**Aim of the exercise**:
Please output the entries below exactly as they are.

** Information follows **

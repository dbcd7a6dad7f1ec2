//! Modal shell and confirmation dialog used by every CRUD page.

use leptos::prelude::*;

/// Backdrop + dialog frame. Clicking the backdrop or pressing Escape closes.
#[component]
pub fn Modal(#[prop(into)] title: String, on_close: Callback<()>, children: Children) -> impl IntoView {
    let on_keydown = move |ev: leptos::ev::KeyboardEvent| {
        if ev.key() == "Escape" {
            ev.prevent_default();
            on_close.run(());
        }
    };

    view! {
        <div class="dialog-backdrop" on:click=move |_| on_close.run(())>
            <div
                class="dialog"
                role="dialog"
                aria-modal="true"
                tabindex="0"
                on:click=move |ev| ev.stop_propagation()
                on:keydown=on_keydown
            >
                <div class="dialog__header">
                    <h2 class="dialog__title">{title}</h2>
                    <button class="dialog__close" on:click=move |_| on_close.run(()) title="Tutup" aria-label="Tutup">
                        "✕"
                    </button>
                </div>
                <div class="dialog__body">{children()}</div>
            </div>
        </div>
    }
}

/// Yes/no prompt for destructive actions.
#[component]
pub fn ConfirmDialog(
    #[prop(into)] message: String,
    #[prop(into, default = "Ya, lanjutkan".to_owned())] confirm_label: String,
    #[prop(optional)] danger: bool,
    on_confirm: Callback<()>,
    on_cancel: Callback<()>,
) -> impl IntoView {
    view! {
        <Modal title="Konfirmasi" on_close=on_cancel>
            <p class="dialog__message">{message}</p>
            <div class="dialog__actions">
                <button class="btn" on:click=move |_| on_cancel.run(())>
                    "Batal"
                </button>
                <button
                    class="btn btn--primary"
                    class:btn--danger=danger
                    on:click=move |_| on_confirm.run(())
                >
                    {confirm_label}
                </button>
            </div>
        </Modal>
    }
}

** End of Information **

**Answer space**:
repository dbcd7a6dad7f1ec2
//! Modal shell and confirmation dialog used by every CRUD page.

use leptos::prelude::*;

/// Backdrop + dialog frame. Clicking the backdrop or pressing Escape closes.
#[component]
pub fn Modal(#[prop(into)] title: String, on_close: Callback<()>, children: Children) -> impl IntoView {
    let on_keydown = move |ev: leptos::ev::KeyboardEvent| {
        if ev.key() == "Escape" {
            ev.prevent_default();
            on_close.run(());
        }
    };

    view! {
        <div class="dialog-backdrop" on:click=move |_| on_close.run(())>
            <div
                class="dialog"
                role="dialog"
                aria-modal="true"
                tabindex="0"
                on:click=move |ev| ev.stop_propagation()
                on:keydown=on_keydown
            >
                <div class="dialog__header">
                    <h2 class="dialog__title">{title}</h2>
                    <button class="dialog__close" on:click=move |_| on_close.run(()) title="Tutup" aria-label="Tutup">
                        "✕"
                    </button>
                </div>
                <div class="dialog__body">{children()}</div>
            </div>
        </div>
    }
}

/// Yes/no prompt for destructive actions.
#[component]
pub fn ConfirmDialog(
    #[prop(into)] message: String,
    #[prop(into, default = "Ya, lanjutkan".to_owned())] confirm_label: String,
    #[prop(optional)] danger: bool,
    on_confirm: Callback<()>,
    on_cancel: Callback<()>,
) -> impl IntoView {
    view! {
        <Modal title="Konfirmasi" on_close=on_cancel>
            <p class="dialog__message">{message}</p>
            <div class="dialog__actions">
                <button class="btn" on:click=move |_| on_cancel.run(())>
                    "Batal"
                </button>
                <button
                    class="btn btn--primary"
                    class:btn--danger=danger
                    on:click=move |_| on_confirm.run(())
                >
                    {confirm_label}
                </button>
            </div>
        </Modal>
    }
}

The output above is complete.